The stored input is casted back to the original precision before backprop compuatation."""
num_moe_experts:int=None
"""Number of experts to use for MoE layer. When set, it replaces MLP with MoE layer. Set to None
for no MoE."""
rotary_interleaved:bool=False
"""True is rotate pairs of even and odd dimensions (RoFormer style), False is rotate pairs of
first half and second half (LLaMa style). Default to False."""
window_size:Optional[Tuple[int,int]]=None
"""If not None, then will use sliding window attention. The size of the window is specified by
the numbers inside the tuple; -1 is special value meaning "infinite window size"."""

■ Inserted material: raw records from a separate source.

//! Local note store.
//!
//! The sync core only talks to the vault through the [`Vault`] trait so it can
//! run against a plain directory ([`FsVault`]) or any other host store.

mod fs_vault;

use async_trait::async_trait;
use chrono::{DateTime, Utc};
use serde::Serialize;
use thiserror::Error;

pub use fs_vault::FsVault;

#[derive(Error, Debug)]
pub enum VaultError {
    #[error("IO error: {0}")]
    Io(#[from] std::io::Error),
    #[error("File not found: '{0}'")]
    NotFound(String),
    #[error("File already exists: '{0}'")]
    AlreadyExists(String),
    #[error("Path escapes the vault: '{0}'")]
    OutsideVault(String),
}

pub type Result<T> = std::result::Result<T, VaultError>;

/// Timestamps and size of a vault file
#[derive(Debug, Clone, Copy, PartialEq, Eq, Serialize)]
#[serde(rename_all = "camelCase")]
pub struct FileStat {
    pub ctime: DateTime<Utc>,
    pub mtime: DateTime<Utc>,
    pub size: u64,
}

/// A file inside the vault, addressed by its vault-relative `/`-separated path
#[derive(Debug, Clone, PartialEq, Eq, Serialize)]
#[serde(rename_all = "camelCase")]
pub struct VaultFile {
    pub path: String,
    pub stat: FileStat,
}

impl VaultFile {
    pub fn new(path: impl Into<String>, stat: FileStat) -> Self {
        Self { path: path.into(), stat }
    }

    /// File name with extension
    pub fn name(&self) -> &str {
        self.path.rsplit('/').next().unwrap_or(&self.path)
    }

    /// File name without extension
    pub fn basename(&self) -> &str {
        let name = self.name();
        match name.rfind('.') {
            Some(idx) if idx > 0 => &name[..idx],
            _ => name,
        }
    }

    /// Lowercase extension without the dot
    pub fn extension(&self) -> String {
        let name = self.name();
        match name.rfind('.') {
            Some(idx) if idx > 0 => name[idx + 1..].to_lowercase(),
            _ => String::new(),
        }
    }

    /// Folder containing the file, empty for the vault root
    pub fn parent(&self) -> &str {
        match self.path.rfind('/') {
            Some(idx) => &self.path[..idx],
            None => "",
        }
    }

    pub fn is_markdown(&self) -> bool {
        self.extension() == "md"
    }
}

/// Host file store used by the sync core
#[async_trait]
pub trait Vault: Send + Sync {
    /// Every markdown note in the vault
    fn markdown_files(&self) -> Result<Vec<VaultFile>>;

    /// Markdown notes under `folder`, recursively
    fn markdown_files_in(&self, folder: &str) -> Result<Vec<VaultFile>>;

    /// Files (not folders) directly inside `folder`
    fn folder_files(&self, folder: &str) -> Result<Vec<VaultFile>>;

    /// Look up a file by exact vault-relative path
    fn file(&self, path: &str) -> Result<Option<VaultFile>>;

    /// Resolve link text the way the editor would from `source_path`
    fn resolve_link(&self, link_path: &str, source_path: &str) -> Option<VaultFile>;

    /// Link text pointing at `file`, without any embed `!` prefix
    fn generate_link(&self, file: &VaultFile) -> String;

    async fn read(&self, file: &VaultFile) -> Result<String>;

    async fn read_binary(&self, file: &VaultFile) -> Result<Vec<u8>>;

    async fn create(&self, path: &str, content: &str) -> Result<VaultFile>;

    async fn create_binary(&self, path: &str, data: &[u8]) -> Result<VaultFile>;

    /// Replace note content. When `stat` is given its mtime is written back so
    /// the change does not look like a fresh edit.
    async fn modify(&self, file: &VaultFile, content: &str, stat: Option<&FileStat>) -> Result<()>;

    /// Remove a file permanently
    async fn delete(&self, file: &VaultFile) -> Result<()>;

    /// Move a file into the vault trash
    async fn trash(&self, file: &VaultFile) -> Result<()>;

    /// Free path for a new attachment named `file_name` belonging to `source_path`
    async fn available_attachment_path(&self, file_name: &str, source_path: &str) -> Result<String>;

    /// Notes whose links resolve to `attachment`
    async fn referencing_notes(&self, attachment: &VaultFile) -> Result<Vec<VaultFile>>;
}

#[cfg(test)]
mod tests {
    use super::*;

    fn file(path: &str) -> VaultFile {
        let now = Utc::now();
        VaultFile::new(path, FileStat { ctime: now, mtime: now, size: 0 })
    }

    #[test]
    fn test_name_parts() {
        let f = file("assets/img/Photo.Large.PNG");
        assert_eq!(f.name(), "Photo.Large.PNG");
        assert_eq!(f.basename(), "Photo.Large");
        assert_eq!(f.extension(), "png");
        assert_eq!(f.parent(), "assets/img");
    }

    #[test]
    fn test_root_file_without_extension() {
        let f = file(".hidden");
        assert_eq!(f.basename(), ".hidden");
        assert_eq!(f.extension(), "");
        assert_eq!(f.parent(), "");
        assert!(!f.is_markdown());
    }
}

#normalization: bool = "LayerNorm"
normalization:bool="RMSNorm"
"""Which norm to use for normalization layers, valid options are `LayerNorm` and `RMSNorm`."""
qk_layernorm:bool=False
"""Whether to apply LayerNorm to the query and key embeddings."""
test_mode:bool=False
"""Whether to run real-time tests."""
calculate_per_token_loss:bool=False
"""Whether cross entropy loss is calculated over the actual number of non-padded tokens in the
global batch, versus the default behavior of assuming all tokens are non-padded."""
####################
# initialization
####################
init_method:Callable=None
"""Method to initialize weights. Note that bias is always set to zero. Should be a function that
takes a single Tensor and initializes it. If None, will be set to
megatron.core.utils.init_method_normal(init_method_std) which is torch nn init normal with
mean=0.0 and std=init_method_std."""
output_layer_init_method:Callable=None
"""Method to initialize weights of the output layer of both attention and MLP blocks. If None,
will be set to megatron.core.utils.scaled_init_method_normal(init_method_std) which is torch nn
init normal with mean=0.0 and std=init_method_std / math.sqrt(2.0 * num_layers)."""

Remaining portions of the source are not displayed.